2- Üzerinde hiç durmadığımız sosyolojik gruplar da kayıt dışı siyasettir. Bunların önemli kısmı kayıt dışı dini unsurlardır. Dinden kazanıp dünyaya yatıran (dini kullanıp zenginleşen) kesim var. Bunlar partilerde de aktif olurlar. İşte bunlardan din adına ortaya çıkıp nelerle uğraştıklarını ve nasıl bir kanlı gece yaşattıklarını açıkça gördük. FETÖ dedikleri; kanlı vahşeti yaşatanların yıllık harcaması 25 milyar dolardır.
3- Kayıt dışı siyaset ve kayıt dışı din dediğimiz unsurların iktidarlarla bağlantısı (vidalanması) metres ilişkisidir. Yani kim pırlantayı fazla takarsa onunla yatar onunla kalkarlar. Bugün bu partiyi desteklerler, yarın başka partiyi desteklerler. Dolayısıyla bu ilişkilerin de yerli yerine oturması zamanı geldi. Bu boyuta geleceği öngörülmedi, tedbir zamanında alınmadı.”
***
Öte yandan FETÖ kanlı kalkışmasından sonra Cumhurbaşkanı’nın; “Geldiğimiz noktada, ‘eskiden şunu dedik, bunu söyledik’ demenin anlamı ve gereği yoktur. Bundan sonra önümüze bakma zamanıdır” sözlerini hatırlatan AK Parti muhalifi bir köşe yazarı da Cemil Çiçek’in sözleri ile ilgili şu yorumu yapıyordu:
“İktidarlarla metres ilişkisine giren kayıt dışı din (tarikatlar-cemaatler- şeyhler- müritler- kurban derisi-himmet parası- hac ile umre rantı toplayıcısı- devlet ihale alıcısı-havuz medyası) yapılarını şeffaflaştırın da görelim.
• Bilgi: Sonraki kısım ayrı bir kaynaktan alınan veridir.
impl Category {
    pub const ALL: [Category; 2] = [Category::UserStory, Category::TechnicalTask];

    pub fn label(self) -> &'static str {
        match self {
            Category::UserStory => "User Story",
            Category::TechnicalTask => "Technical Task",
        }
    }

    pub fn code(self) -> u8 {
        match self {
            Category::UserStory => 1,
            Category::TechnicalTask => 2,
        }
    }

    pub fn from_code(code: u8) -> Option<Category> {
        match code {
            1 => Some(Category::UserStory),
            2 => Some(Category::TechnicalTask),
            _ => None,
        }
    }
}

// The backend stores an unset category as 0.
mod category_code {
    use super::Category;
    use serde::{Deserialize, Deserializer, Serializer};

    pub fn serialize<S: Serializer>(value: &Option<Category>, s: S) -> Result<S::Ok, S::Error> {
        s.serialize_u8(value.map(Category::code).unwrap_or(0))
    }

    pub fn deserialize<'de, D: Deserializer<'de>>(d: D) -> Result<Option<Category>, D::Error> {
        let code = Option::<u8>::deserialize(d)?;
        Ok(code.and_then(Category::from_code))
    }
}

// One task with a code this client does not know must not fail the whole list.
fn code_or_default<'de, D, T>(d: D) -> Result<T, D::Error>
where
    D: Deserializer<'de>,
    T: TryFrom<u8> + Default,
{
    let code = Option::<i64>::deserialize(d)?;
    Ok(code
        .and_then(|c| u8::try_from(c).ok())
        .and_then(|c| T::try_from(c).ok())
        .unwrap_or_default())
}

#[derive(Clone, Debug, Default, PartialEq, Eq, Serialize, Deserialize)]
pub struct Subtask {
    pub title: String,
    #[serde(default)]
    pub done: bool,
}

impl Subtask {
    pub fn new(title: impl Into<String>) -> Self {
        Subtask {
            title: title.into(),
            done: false,
        }
    }
}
Devletten, ordudan, yargıdan, polisten FETÖ temizlenirken aynı anda İslam inancını Türkiye’de esir etmiş kayıt dışı dini yapılar da sökülüp atılsın. Cemil Çiçek’ e günaydın demiyorum. Yüzde bin haklısın diyorum.”
***
CIA’ya ‘Hizmet’ hareketi, binbir türlü alavere – dalevere ile topladıkları ‘Himmet’leri kesilerek ortada bırakılmadıkları sürece Türkiye’nin ve Türk milletinin geleceğini tehdit etmeye devam edecektir.